But let’s start with a disclaimer: Even though it’s the measure most commonly used to capture the impact of an article, and the one that is used below, too, citations of course don’t actually tell us anything about the quality of an article, nor about its importance for bringing the field forward. And none of the articles referred to below look at mechanisms — correlation doesn’t imply causation! With that out of the way, let’s look at the impact of tweeting about an article on that article’s citations.

More tweets about an article mean more citations

In their 2016 article, Peoples et al. looked at Twitter and how it relates to citation rates in ecological research. Of course, the strongest predictor of the number of times an article is cited is time after publication: the older the article, the more time it has had to accumulate citations. However, Peoples et al. (2016) found a strong relationship between the number of unique tweets, i.e. Twitter activity, about an article and the number of citations that article received. It’s thus beneficial for authors to tweet about articles — it brings the article to a larger audience’s attention, and knowing of an article is the requirement for it being read and potentially cited.

Peoples et al. (2016) also found that how much twitter activity an article received was not related to the journal’s impact factor. Articles in journals with lower impact factors can be just as heavily tweeted, and cited, as articles in higher impact factor journals. And in fact, they found that twitter activity related to an article was a better predictor of how much articles were going to be cited than 5-year journal impact factor of the journal they were published in!

If you don’t tweet about an article, nobody will

Actually, that’s completely overstating what the literature says. But it brings across a point I’m always trying to make: It’s in your own hands to promote yourself and your science.

In their 2016 study, Ortega found that articles authored by Twitter users are tweeted about 33% more than articles that were authored by non-Twitter users.
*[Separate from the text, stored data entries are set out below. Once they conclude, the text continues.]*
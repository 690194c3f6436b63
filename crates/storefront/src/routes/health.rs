//! Health check endpoints.

use axum::{extract::State, http::StatusCode};

use crate::state::AppState;

/// Liveness health check endpoint.
///
/// Returns "ok" if the server is running. Does not check dependencies.
pub async fn health() -> &'static str {
    "ok"
}

/// Readiness health check endpoint.
///
/// Ready once the commerce backend answers the display configuration
/// request (served from cache after the first success).
pub async fn readiness(State(state): State<AppState>) -> StatusCode {
    match state
        .backend()
        .display_config(state.config().default_language)
        .await
    {
        Ok(_) => StatusCode::OK,
        Err(e) => {
            tracing::warn!(error = %e, "Readiness check failed");
            StatusCode::SERVICE_UNAVAILABLE
        }
    }
}
//! Rate limiting middleware using governor and `tower_governor`.
//!
//! Checkout POSTs each fan out into several backend calls, so they get a
//! tighter limit than the cart endpoints.
//!
//! - `checkout_rate_limiter`: ~20 requests per minute per IP
//! - `cart_rate_limiter`: ~100 requests per minute per IP

use std::net::{IpAddr, SocketAddr};
use std::sync::Arc;

use axum::extract::ConnectInfo;
use axum::http::Request;
use governor::clock::QuantaInstant;
use governor::middleware::NoOpMiddleware;
use tower_governor::{GovernorError, GovernorLayer, governor::GovernorConfigBuilder};

// =============================================================================
// Client IP Key Extractor
// =============================================================================

/// Key extractor that trusts proxy headers first and falls back to the
/// connection's peer address.
///
/// Header order: `CF-Connecting-IP`, first `X-Forwarded-For` entry,
/// `X-Real-IP`. The peer address needs the router to be served with
/// `into_make_service_with_connect_info::<SocketAddr>()`.
#[derive(Clone, Copy)]
pub struct ClientIpKeyExtractor;

fn header_ip<T>(req: &Request<T>, name: &str) -> Option<IpAddr> {
    req.headers()
        .get(name)
        .and_then(|v| v.to_str().ok())
        .and_then(|s| s.split(',').next())
        .and_then(|s| s.trim().parse::<IpAddr>().ok())
}

impl tower_governor::key_extractor::KeyExtractor for ClientIpKeyExtractor {
    type Key = IpAddr;

    fn extract<T>(&self, req: &Request<T>) -> Result<Self::Key, GovernorError> {
        ["cf-connecting-ip", "x-forwarded-for", "x-real-ip"]
            .iter()
            .find_map(|name| header_ip(req, name))
            .or_else(|| {
                req.extensions()
                    .get::<ConnectInfo<SocketAddr>>()
                    .map(|ConnectInfo(addr)| addr.ip())
            })
            .ok_or(GovernorError::UnableToExtractKey)
    }
}

// =============================================================================
// Rate Limiter Configuration
// =============================================================================

/// Rate limiter layer type for Axum.
pub type RateLimiterLayer =
    GovernorLayer<ClientIpKeyExtractor, NoOpMiddleware<QuantaInstant>, axum::body::Body>;

/// Create rate limiter for checkout submissions: ~20 requests per minute per IP.
///
/// Configuration: 1 request every 3 seconds (replenish), burst of 10.
///
/// # Panics
///
/// This function will not panic. `per_second(3)` and `burst_size(10)` are
/// always accepted by `GovernorConfigBuilder`.
#[must_use]
pub fn checkout_rate_limiter() -> RateLimiterLayer {
    let config = GovernorConfigBuilder::default()
        .key_extractor(ClientIpKeyExtractor)
        .per_second(3)
        .burst_size(10)
        .finish()
        .expect("rate limiter config with per_second(3) and burst_size(10) is valid");
    GovernorLayer::new(Arc::new(config))
}

/// Create rate limiter for cart updates: ~100 requests per minute per IP.
///
/// # Panics
///
/// This function will not panic. `per_second(1)` and `burst_size(50)` are
/// always accepted by `GovernorConfigBuilder`.
#[must_use]
pub fn cart_rate_limiter() -> RateLimiterLayer {
    let config = GovernorConfigBuilder::default()
        .key_extractor(ClientIpKeyExtractor)
        .per_second(1)
        .burst_size(50)
        .finish()
        .expect("rate limiter config with per_second(1) and burst_size(50) is valid");
    GovernorLayer::new(Arc::new(config))
}

#[cfg(test)]
#[allow(clippy::unwrap_used)]
mod tests {
    use tower_governor::key_extractor::KeyExtractor;

    use super::*;

    fn request() -> axum::http::request::Builder {
        Request::builder().uri("/checkout/place")
    }

    #[test]
    fn test_cloudflare_header_wins() {
        let req = request()
            .header("cf-connecting-ip", "203.0.113.7")
            .header("x-forwarded-for", "198.51.100.1")
            .body(())
            .unwrap();
        assert_eq!(
            ClientIpKeyExtractor.extract(&req).unwrap(),
            "203.0.113.7".parse::<IpAddr>().unwrap()
        );
    }

    #[test]
    fn test_first_forwarded_for_entry() {
        let req = request()
            .header("x-forwarded-for", "198.51.100.1, 10.0.0.1")
            .body(())
            .unwrap();
        assert_eq!(
            ClientIpKeyExtractor.extract(&req).unwrap(),
            "198.51.100.1".parse::<IpAddr>().unwrap()
        );
    }

    #[test]
    fn test_falls_back_to_peer_address() {
        let mut req = request().body(()).unwrap();
        req.extensions_mut()
            .insert(ConnectInfo("127.0.0.1:50000".parse::<SocketAddr>().unwrap()));
        assert_eq!(
            ClientIpKeyExtractor.extract(&req).unwrap(),
            "127.0.0.1".parse::<IpAddr>().unwrap()
        );
    }

    #[test]
    fn test_no_source_is_an_error() {
        let req = request().body(()).unwrap();
        assert!(ClientIpKeyExtractor.extract(&req).is_err());
    }
}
Which makes sense to me: Even though I occasionally tweet about articles someone else has published, I tweet about pretty much everything that I publish myself.

Interestingly, once someone — anyone — tweets about an article, citation numbers don’t depend on whether the authors tweeted about it themselves, or whether someone else did for an author that isn’t a Twitter user. But again, if you tweet yourself, it’s in your hands and you don’t have to rely on anyone else to disseminate your research output, making it more likely that it will be seen and cited.
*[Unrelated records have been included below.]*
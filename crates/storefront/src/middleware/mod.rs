//! HTTP middleware stack for storefront.
//!
//! # Middleware Order (outermost first)
//!
//! 1. Sentry layers (hub per request, capture errors)
//! 2. `TraceLayer` (request tracing)
//! 3. Request ID (add unique ID to each request)
//! 4. Security headers (CSP built from the nonce below)
//! 5. CSP nonce (generate per-request nonce for inline code)
//! 6. Session layer (tower-sessions, in-memory store, signed cookie)
//! 7. Rate limiting (governor, on cart and checkout POSTs only)

pub mod csp;
pub mod rate_limit;
pub mod request_id;
pub mod security_headers;
pub mod session;

pub use csp::{CspNonce, csp_nonce_middleware};
pub use rate_limit::{cart_rate_limiter, checkout_rate_limiter};
pub use request_id::request_id_middleware;
pub use security_headers::security_headers_middleware;
pub use session::create_session_layer;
The more you tweet, the more they’ll cite

It’s kinda obvious, but the more you tweet about an article, the more people have a chance to catch that tweet, read the article, and eventually cite it.
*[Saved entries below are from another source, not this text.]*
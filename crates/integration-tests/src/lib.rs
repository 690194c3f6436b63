//! Integration tests for the Awis storefront.
//!
//! Each test starts two servers on ephemeral ports: a scripted commerce
//! backend speaking the backend's JSON wire format, and the real storefront
//! router configured to talk to it. A cookie-keeping client then walks the
//! checkout like a browser would, without following redirects.
//!
//! # Running Tests
//!
//! ```bash
//! cargo test -p awis-integration-tests
//! ```

use std::net::SocketAddr;
use std::sync::{Arc, Mutex, MutexGuard};

use axum::{
    Json, Router,
    extract::{Path, State},
    http::StatusCode,
    response::{Html, IntoResponse, Response},
    routing::{get, post},
};
use serde_json::{Value, json};

use awis_storefront::config::StorefrontConfig;
use awis_storefront::state::AppState;

/// Session secret accepted by the storefront's strength checks.
pub const TEST_SESSION_SECRET: &str =
    "q8Vt2LxN4pRz7KwB1mYc9HsJ3dFg6TaE0uWo5XiQbZlCnMvAkSjPyDhGrUeO_-+=";

// =============================================================================
// Scripted backend
// =============================================================================

/// Responses the fake backend gives. Tests adjust these before driving the
/// storefront.
#[derive(Debug, Clone)]
pub struct Script {
    /// `None` answers the guest endpoint with a 500.
    pub guest_id: Option<Value>,
    pub config: Value,
    pub shipping: Value,
    pub address_add: Value,
    /// Address-list responses, one per call; the last repeats.
    pub address_lists: Vec<Value>,
    pub cart: Value,
    pub order: Value,
    pub digital: Value,
    /// `None` answers the country list with a 401.
    pub countries: Option<Value>,
}

impl Default for Script {
    fn default() -> Self {
        Self {
            guest_id: Some(json!(501)),
            config: json!({
                "cod_status": 1,
                "payment_methods": [],
                "currency_symbol_position": "right",
                "decimal_point_settings": 3,
            }),
            shipping: json!([
                {"id": 1, "title": "Standard", "cost": "2.500", "duration": "2 days"},
                {"id": 2, "title": "", "cost": 4},
            ]),
            address_add: json!({"id": 7}),
            address_lists: vec![json!([])],
            cart: json!([{"cart_group_id": "group-1", "product_id": 11, "quantity": 1}]),
            order: json!({"order_ids": [9001]}),
            digital: json!({"redirect_link": "https://pay.gateway.test/session/abc"}),
            countries: Some(json!(["Kuwait", "Saudi Arabia"])),
        }
    }
}

/// One request the fake backend received.
#[derive(Debug, Clone)]
pub struct Recorded {
    pub path: String,
    pub body: Value,
}

#[derive(Default)]
struct BackendState {
    script: Script,
    requests: Vec<Recorded>,
    address_list_calls: usize,
}

/// Handle to the running fake backend.
#[derive(Clone, Default)]
pub struct FakeBackend {
    inner: Arc<Mutex<BackendState>>,
}

impl FakeBackend {
    fn lock(&self) -> MutexGuard<'_, BackendState> {
        self.inner
            .lock()
            .unwrap_or_else(std::sync::PoisonError::into_inner)
    }

    /// Change the script.
    pub fn script(&self, edit: impl FnOnce(&mut Script)) {
        edit(&mut self.lock().script);
    }

    /// Every request received, in order.
    #[must_use]
    pub fn requests(&self) -> Vec<Recorded> {
        self.lock().requests.clone()
    }

    /// Requests received on `path`.
    #[must_use]
    pub fn requests_to(&self, path: &str) -> Vec<Recorded> {
        self.requests()
            .into_iter()
            .filter(|r| r.path == path)
            .collect()
    }

    fn record(&self, path: &str, body: Value) {
        self.lock().requests.push(Recorded {
            path: path.to_string(),
            body,
        });
    }

    fn reply(&self, path: &str, pick: impl FnOnce(&Script) -> Value) -> Json<Value> {
        self.record(path, Value::Null);
        Json(pick(&self.lock().script))
    }
}

async fn guest_id(State(backend): State<FakeBackend>) -> Response {
    backend.record("/get-guest-id", Value::Null);
    let guest = backend.lock().script.guest_id.clone();
    match guest {
        Some(id) => Json(json!({"guest_id": id})).into_response(),
        None => (StatusCode::INTERNAL_SERVER_ERROR, "guest service down").into_response(),
    }
}

async fn config(State(backend): State<FakeBackend>) -> Json<Value> {
    backend.reply("/config", |s| s.config.clone())
}

async fn shipping(
    State(backend): State<FakeBackend>,
    Path((seller, kind)): Path<(String, String)>,
) -> Json<Value> {
    backend.reply(&format!("/shipping-method/by-seller/{seller}/{kind}"), |s| {
        s.shipping.clone()
    })
}

async fn add_address(State(backend): State<FakeBackend>, Json(body): Json<Value>) -> Json<Value> {
    backend.record("/customer/address/add", body);
    Json(backend.lock().script.address_add.clone())
}

async fn list_addresses(State(backend): State<FakeBackend>) -> Json<Value> {
    backend.record("/customer/address/list", Value::Null);
    let mut state = backend.lock();
    let index = state.address_list_calls;
    state.address_list_calls += 1;
    let lists = &state.script.address_lists;
    Json(
        lists
            .get(index)
            .or_else(|| lists.last())
            .cloned()
            .unwrap_or_else(|| json!([])),
    )
}

async fn choose_shipping(
    State(backend): State<FakeBackend>,
    Json(body): Json<Value>,
) -> Json<Value> {
    backend.record("/shipping-method/choose-for-order", body);
    Json(json!({"message": "ok"}))
}

async fn cart(State(backend): State<FakeBackend>) -> Json<Value> {
    backend.reply("/cart", |s| s.cart.clone())
}

async fn place_order(State(backend): State<FakeBackend>, Json(body): Json<Value>) -> Json<Value> {
    backend.record("/customer/order/place", body);
    Json(backend.lock().script.order.clone())
}

async fn digital_payment(
    State(backend): State<FakeBackend>,
    Json(body): Json<Value>,
) -> Json<Value> {
    backend.record("/digital-payment", body);
    Json(backend.lock().script.digital.clone())
}

async fn countries(State(backend): State<FakeBackend>) -> Response {
    backend.record("/customer/get-restricted-country-list", Value::Null);
    let countries = backend.lock().script.countries.clone();
    match countries {
        Some(list) => Json(list).into_response(),
        None => (StatusCode::UNAUTHORIZED, Json(json!({"message": "Unauthenticated."})))
            .into_response(),
    }
}

async fn payment_request_page(State(backend): State<FakeBackend>) -> Html<&'static str> {
    backend.record("/customer/web-payment-request", Value::Null);
    Html(r#"<html><head><meta name="csrf-token" content="csrf-test-token"></head></html>"#)
}

fn backend_router(backend: FakeBackend) -> Router {
    let api = Router::new()
        .route("/get-guest-id", get(guest_id))
        .route("/config", get(config))
        .route("/shipping-method/by-seller/{seller}/{kind}", get(shipping))
        .route("/shipping-method/choose-for-order", post(choose_shipping))
        .route("/customer/address/add", post(add_address))
        .route("/customer/address/list", get(list_addresses))
        .route("/cart", get(cart))
        .route("/customer/order/place", post(place_order))
        .route("/digital-payment", post(digital_payment))
        .route("/customer/get-restricted-country-list", get(countries));

    Router::new()
        .nest("/api/v1", api)
        .route("/customer/web-payment-request", get(payment_request_page))
        .with_state(backend)
}

async fn serve(router: Router) -> SocketAddr {
    let listener = tokio::net::TcpListener::bind("127.0.0.1:0")
        .await
        .expect("Failed to bind test listener");
    let addr = listener.local_addr().expect("Listener has no address");
    tokio::spawn(async move {
        axum::serve(
            listener,
            router.into_make_service_with_connect_info::<SocketAddr>(),
        )
        .await
        .expect("Test server failed");
    });
    addr
}

// =============================================================================
// Test context
// =============================================================================

/// A storefront wired to a fake backend, plus a browser-like client.
pub struct TestContext {
    pub client: reqwest::Client,
    pub base_url: String,
    pub backend: FakeBackend,
}

impl TestContext {
    /// Start both servers with the default script and redirect payment mode.
    pub async fn new() -> Self {
        Self::with_settings(&[]).await
    }

    /// Start both servers, overriding storefront environment settings.
    pub async fn with_settings(settings: &[(&str, &str)]) -> Self {
        let backend = FakeBackend::default();
        let backend_addr = serve(backend_router(backend.clone())).await;

        let listener = tokio::net::TcpListener::bind("127.0.0.1:0")
            .await
            .expect("Failed to bind storefront listener");
        let addr = listener.local_addr().expect("Listener has no address");
        let base_url = format!("http://{addr}");

        let mut vars: Vec<(String, String)> = vec![
            ("STOREFRONT_BASE_URL".into(), base_url.clone()),
            ("STOREFRONT_SESSION_SECRET".into(), TEST_SESSION_SECRET.into()),
            ("STOREFRONT_DEFAULT_LANGUAGE".into(), "en".into()),
            (
                "AWIS_API_BASE_URL".into(),
                format!("http://{backend_addr}/api/v1"),
            ),
            ("AWIS_WEB_BASE_URL".into(), format!("http://{backend_addr}")),
        ];
        vars.extend(settings.iter().map(|(k, v)| ((*k).to_string(), (*v).to_string())));
        let config = StorefrontConfig::from_source(&move |key| {
            vars.iter()
                .rev()
                .find(|(k, _)| k == key)
                .map(|(_, v)| v.clone())
        })
        .expect("Invalid test configuration");

        let app = awis_storefront::app(AppState::new(config)).expect("Failed to build router");
        tokio::spawn(async move {
            axum::serve(
                listener,
                app.into_make_service_with_connect_info::<SocketAddr>(),
            )
            .await
            .expect("Storefront failed");
        });

        let client = reqwest::Client::builder()
            .cookie_store(true)
            .redirect(reqwest::redirect::Policy::none())
            .build()
            .expect("Failed to create HTTP client");

        Self {
            client,
            base_url,
            backend,
        }
    }

    #[must_use]
    pub fn url(&self, path: &str) -> String {
        format!("{}{path}", self.base_url)
    }

    pub async fn get(&self, path: &str) -> reqwest::Response {
        self.client
            .get(self.url(path))
            .send()
            .await
            .expect("GET failed")
    }

    pub async fn post(&self, path: &str, form: &[(&str, &str)]) -> reqwest::Response {
        self.client
            .post(self.url(path))
            .form(form)
            .send()
            .await
            .expect("POST failed")
    }

    /// Put one product in the local cart.
    pub async fn add_to_cart(&self) {
        let response = self
            .post(
                "/cart/add",
                &[
                    ("product_id", "11"),
                    ("name", "Oud Royal"),
                    ("unit_price", "5.000"),
                    ("quantity", "1"),
                ],
            )
            .await;
        assert_eq!(response.status(), reqwest::StatusCode::SEE_OTHER);
    }

    /// Fill in and submit a complete address.
    pub async fn submit_address(&self) -> reqwest::Response {
        self.post(
            "/checkout/address",
            &[
                ("name", "Sara"),
                ("phone", "+965 5123 4567"),
                ("email", ""),
                ("country", "Kuwait"),
                ("city", "Salmiya"),
                ("postal", ""),
                ("street", "Block 10, Street 5"),
                ("address_type", "دائم"),
            ],
        )
        .await
    }

    /// Cart, guest, address and step-2 load: ready to place an order.
    pub async fn reach_step_two(&self) -> String {
        self.add_to_cart().await;
        let response = self.get("/checkout").await;
        assert_eq!(response.status(), reqwest::StatusCode::OK);
        let response = self.submit_address().await;
        assert_eq!(location(&response), "/checkout");
        let response = self.get("/checkout").await;
        assert_eq!(response.status(), reqwest::StatusCode::OK);
        response.text().await.expect("Body not text")
    }
}

/// The `Location` header of a redirect.
#[must_use]
pub fn location(response: &reqwest::Response) -> String {
    response
        .headers()
        .get(reqwest::header::LOCATION)
        .and_then(|v| v.to_str().ok())
        .unwrap_or_default()
        .to_string()
}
As Eysenbach (2011) found: Highly tweeted articles are 11 times more likely to be highly cited than less-tweeted articles. Number of tweets can even be used to predict highly cited articles within the first 3 days of publication of an article.

But: correlation doesn’t imply causation, so we don’t know anything about the mechanism, and they write: “Social media activity either increases citations or reflects the underlying qualities of the article that also predict citations”.

More followers mean more visibility for your paper, thus more citations

This result of the Ortega (2016) seems also fairly obvious: Many tweets citing an article are probably due to the authors promoting a newly published article. So the more followers an author has, the more likely, and the further, the message can be directly multiplied by followers’ retweets.

On the flip side: You yourself are also one of those followers that can multiply someone else’s work. Use your own followers to generate visibility for other people’s articles!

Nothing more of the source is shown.